The Boxer Indemnities () was an indemnity to which the Qing Empire of China committed itself in writing on 7 September 1901 in relation to the Western thirteen countries in the Boxer Rebellion.

Reasons of the compensation 
The reasons of the western countries for the compensation payments from Qing Empire of China are:
 Dispatch of combat troops to Qing Empire, cost of money and interest;
 Compensation for the loss of citizens, missionaries, merchants and businesses;
 Compensation for the loss of national churches;
 Compensation for the loss of Chinese Christians.

Amount of indemnities 

Repair payments have been defined: 450,000,000 table fine silver (approx. 67,5 million British pounds; Three hundred million US$ dollars) plus 4% interest. Over 39 years these were total 982,238,150 tablets (approx. 34.683 tons of silver) for the loss that China had caused to the Eighth Nations Alliance. The compensation payments were distributed as follows:

 Russian Empire 28.97 %
 German Empire 20.02 %
 French Third Republic 15.75 %
 British Empire 11.25 %
 Empire of Japan 7.73 %
 United States 7.32 %
 Kingdom of Italy 5.91 %
 Belgium 1.89 %
 Austria-Hungary 0.89 %
 Kingdom of the Netherlands 0.17 %
 Spain 0.030 %
 Kingdom of Portugal 0.020 %
 Union between Sweden and Norway 0.010 %

History 

As the United States had demanded less compensation than was then stipulated in the Boxer Rebellion, they converted the overcompensation received into a scholarship for Chinese students, which known as the Boxer Rebellion Indemnity Scholarship Program. Subsequently, The Empire of Japan and French Third Republic also used part of the compensation for young Chinese students to finance their studies. 

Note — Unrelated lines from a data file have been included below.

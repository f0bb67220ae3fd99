//! Search parameters and their command-line token syntax.

use crate::error::{Error, Result};
use crate::graph::MAX_VERTICES;
use serde::{Deserialize, Serialize};

pub const USAGE: &str = "usage: critgen <n> c<k> [P<x>] [C<x>] [diamondfree] [K4] [K5] [bull] [fork] [gem] \
[P4P1] [planar] [bipartite] [g<x>] [vertexcritical] [mod <rest> <modulo>]";

/// Run only branch `rest` out of `modulo` at the split level.
#[derive(Clone, Copy, Debug, PartialEq, Eq, Serialize, Deserialize)]
pub struct Split {
    pub rest: usize,
    pub modulo: usize,
}

#[derive(Clone, Debug, PartialEq, Eq, Serialize, Deserialize)]
pub struct SearchConfig {
    /// Largest vertex count generated.
    pub max_vertices: usize,
    /// Colour budget: output graphs are not `k`-colourable.
    pub k: usize,
    /// Forbidden induced path on this many vertices.
    pub path: Option<usize>,
    /// Forbidden induced cycle on this many vertices.
    pub cycle: Option<usize>,
    pub diamond_free: bool,
    pub k4_free: bool,
    pub k5_free: bool,
    pub bull_free: bool,
    pub fork_free: bool,
    pub gem_free: bool,
    pub p4_plus_p1_free: bool,
    pub planar: bool,
    /// Only 2-colourable graphs.
    pub bipartite: bool,
    /// Smallest allowed cycle length.
    pub girth: Option<usize>,
    /// Emit vertex-critical graphs instead of critical ones.
    pub vertex_critical: bool,
    pub split: Option<Split>,
    pub from_single_vertex: bool,
    pub lemmas: bool,
    /// From this vertex count on, similar-vertex targets are chosen by the
    /// fewest surviving children.
    pub least_children: Option<usize>,
    /// Confirm edge-criticality before emitting.
    pub edge_check: bool,
}

impl SearchConfig {
    pub fn new(max_vertices: usize, k: usize) -> Self {
        SearchConfig {
            max_vertices,
            k,
            path: None,
            cycle: None,
            diamond_free: false,
            k4_free: false,
            k5_free: false,
            bull_free: false,
            fork_free: false,
            gem_free: false,
            p4_plus_p1_free: false,
            planar: false,
            bipartite: false,
            girth: None,
            vertex_critical: false,
            split: None,
            from_single_vertex: false,
            lemmas: true,
            least_children: None,
            edge_check: true,
        }
    }

    /// Parses the positional tokens `n c<k> [P<x>] [C<x>] ... [mod <rest> <modulo>]`.
    pub fn from_tokens<S: AsRef<str>>(tokens: &[S]) -> Result<Self> {
        let mut tokens = tokens.iter().map(AsRef::as_ref);
        let Some(first) = tokens.next() else {
            return Err(Error::Usage("missing vertex count".to_string()));
        };
        let max_vertices = parse_number(first, first)?;
        let mut k = None;
        let mut config = SearchConfig::new(max_vertices, 0);

        while let Some(token) = tokens.next() {
            match token {
                "diamondfree" => config.diamond_free = true,
                "K4" => config.k4_free = true,
                "K5" => config.k5_free = true,
                "bull" => config.bull_free = true,
                "fork" => config.fork_free = true,
                "gem" | "Gem" => config.gem_free = true,
                "P4P1" => config.p4_plus_p1_free = true,
                "planar" => config.planar = true,
                "bipartite" => config.bipartite = true,
                "vertexcritical" => config.vertex_critical = true,
                "mod" => {
                    let (Some(rest), Some(modulo)) = (tokens.next(), tokens.next()) else {
                        return Err(Error::invalid(token, "expected `mod <rest> <modulo>`"));
                    };
                    config.split = Some(Split {
                        rest: parse_number(rest, rest)?,
                        modulo: parse_number(modulo, modulo)?,
                    });
                }
                _ => {
                    let (head, value) = token.split_at(token.chars().next().map_or(0, char::len_utf8));
                    let value = match head {
                        "c" | "P" | "C" | "g" => parse_number(token, value)?,
                        _ => return Err(Error::invalid(token, "unknown option")),
                    };
                    let slot = match head {
                        "c" => &mut k,
                        "P" => &mut config.path,
                        "C" => &mut config.cycle,
                        _ => &mut config.girth,
                    };
                    if slot.replace(value).is_some() {
                        return Err(Error::invalid(token, "given more than once"));
                    }
                }
            }
        }

        config.k = k.ok_or_else(|| Error::Usage("missing colour budget c<k>".to_string()))?;
        config.validate()?;
        Ok(config)
    }

    /// Checks ranges that the search relies on.
    pub fn validate(&self) -> Result<()> {
        let n = self.max_vertices;
        if n == 0 {
            return Err(Error::invalid(&n.to_string(), "vertex count must be positive"));
        }
        if n > MAX_VERTICES {
            return Err(Error::TooManyVertices {
                requested: n,
                max: MAX_VERTICES,
            });
        }
        if self.k == 0 {
            return Err(Error::invalid("c0", "the colour budget must be at least 1"));
        }
        if let Some(t) = self.path.filter(|&t| t < 2) {
            return Err(Error::invalid(&format!("P{t}"), "paths need at least 2 vertices"));
        }
        if let Some(c) = self.cycle.filter(|&c| c < 3) {
            return Err(Error::invalid(&format!("C{c}"), "cycles need at least 3 vertices"));
        }
        if let Some(g) = self.girth.filter(|&g| g < 3) {
            return Err(Error::invalid(&format!("g{g}"), "girth is at least 3"));
        }
        if let Some(split) = self.split {
            if split.modulo == 0 || split.rest >= split.modulo {
                return Err(Error::invalid(
                    &format!("mod {} {}", split.rest, split.modulo),
                    "need 0 <= rest < modulo",
                ));
            }
        }
        Ok(())
    }

    /// Neighbours of the new vertex must be pairwise non-adjacent.
    pub fn triangle_free(&self) -> bool {
        self.bipartite || self.cycle == Some(3) || self.girth.is_some_and(|g| g > 3)
    }

    /// Vertex count at which the modulo split happens; 0 without a split.
    pub fn split_level(&self) -> usize {
        match self.split {
            Some(split) if split.modulo > 1 => {
                let n = self.max_vertices;
                n.saturating_sub(5).max(9).min(20).min(n.saturating_sub(1))
            }
            _ => 0,
        }
    }
}

fn parse_number(token: &str, digits: &str) -> Result<usize> {
    digits
        .parse()
        .map_err(|_| Error::invalid(token, "expected a non-negative number"))
}

#[cfg(test)]
mod tests {
    use super::*;
    use rstest::rstest;

    #[test]
    fn parses_a_full_command_line() {
        let config = SearchConfig::from_tokens(&[
            "14", "c3", "P5", "diamondfree", "K4", "gem", "planar", "g4", "vertexcritical", "mod", "2", "7",
        ])
        .unwrap();
        assert_eq!(config.max_vertices, 14);
        assert_eq!(config.k, 3);
        assert_eq!(config.path, Some(5));
        assert_eq!(config.cycle, None);
        assert!(config.diamond_free && config.k4_free && config.gem_free && config.planar);
        assert!(!config.fork_free && !config.bull_free);
        assert_eq!(config.girth, Some(4));
        assert!(config.vertex_critical);
        assert_eq!(config.split, Some(Split { rest: 2, modulo: 7 }));
        assert!(config.triangle_free());
        assert_eq!(config.split_level(), 9);
    }

    #[rstest]
    #[case(&[], "missing vertex count")]
    #[case(&["10"], "missing colour budget")]
    #[case(&["ten", "c3"], "non-negative number")]
    #[case(&["10", "c3", "P"], "non-negative number")]
    #[case(&["10", "c3", "X7"], "unknown option")]
    #[case(&["10", "c3", "P5", "P6"], "more than once")]
    #[case(&["10", "c3", "mod", "1"], "mod <rest> <modulo>")]
    #[case(&["10", "c3", "mod", "3", "3"], "rest < modulo")]
    #[case(&["10", "c0"], "at least 1")]
    #[case(&["10", "c3", "C2"], "at least 3")]
    fn rejects_malformed_tokens(#[case] tokens: &[&str], #[case] message: &str) {
        let err = SearchConfig::from_tokens(tokens).unwrap_err();
        assert!(err.to_string().contains(message), "{err}");
    }

    #[test]
    fn bipartite_graphs_have_independent_neighbourhoods() {
        let config = SearchConfig::from_tokens(&["8", "c1", "bipartite"]).unwrap();
        assert!(config.bipartite);
        assert!(config.triangle_free());
        assert!(!SearchConfig::new(8, 1).triangle_free());
    }

    #[test]
    fn vertex_count_is_bounded() {
        let err = SearchConfig::from_tokens(&["65", "c3"]).unwrap_err();
        assert!(matches!(err, Error::TooManyVertices { requested: 65, max: 64 }));
    }

    #[rstest]
    #[case(30, 20)]
    #[case(16, 11)]
    #[case(12, 9)]
    #[case(8, 7)]
    fn split_levels(#[case] n: usize, #[case] level: usize) {
        let mut config = SearchConfig::new(n, 3);
        assert_eq!(config.split_level(), 0);
        config.split = Some(Split { rest: 0, modulo: 1 });
        assert_eq!(config.split_level(), 0);
        config.split = Some(Split { rest: 0, modulo: 4 });
        assert_eq!(config.split_level(), level);
    }

    #[test]
    fn config_round_trips_through_json() {
        let config = SearchConfig::from_tokens(&["11", "c2", "C5", "bull"]).unwrap();
        let text = serde_json::to_string(&config).unwrap();
        let back: SearchConfig = serde_json::from_str(&text).unwrap();
        assert_eq!(back, config);
    }
}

After the First World War, China's claims against defeated German Empire and Austria-Hungary were counterbalanced. After the October Revolution, the Soviet government granted an indemnity waiver in the 1920's regarding the Boxer Indemnities.

When China's compensation payments for the Boxer Indemnities ended in 1938, the actual compensation amount amounted to more than six hundred million silver dollars, converted around one billion yuan.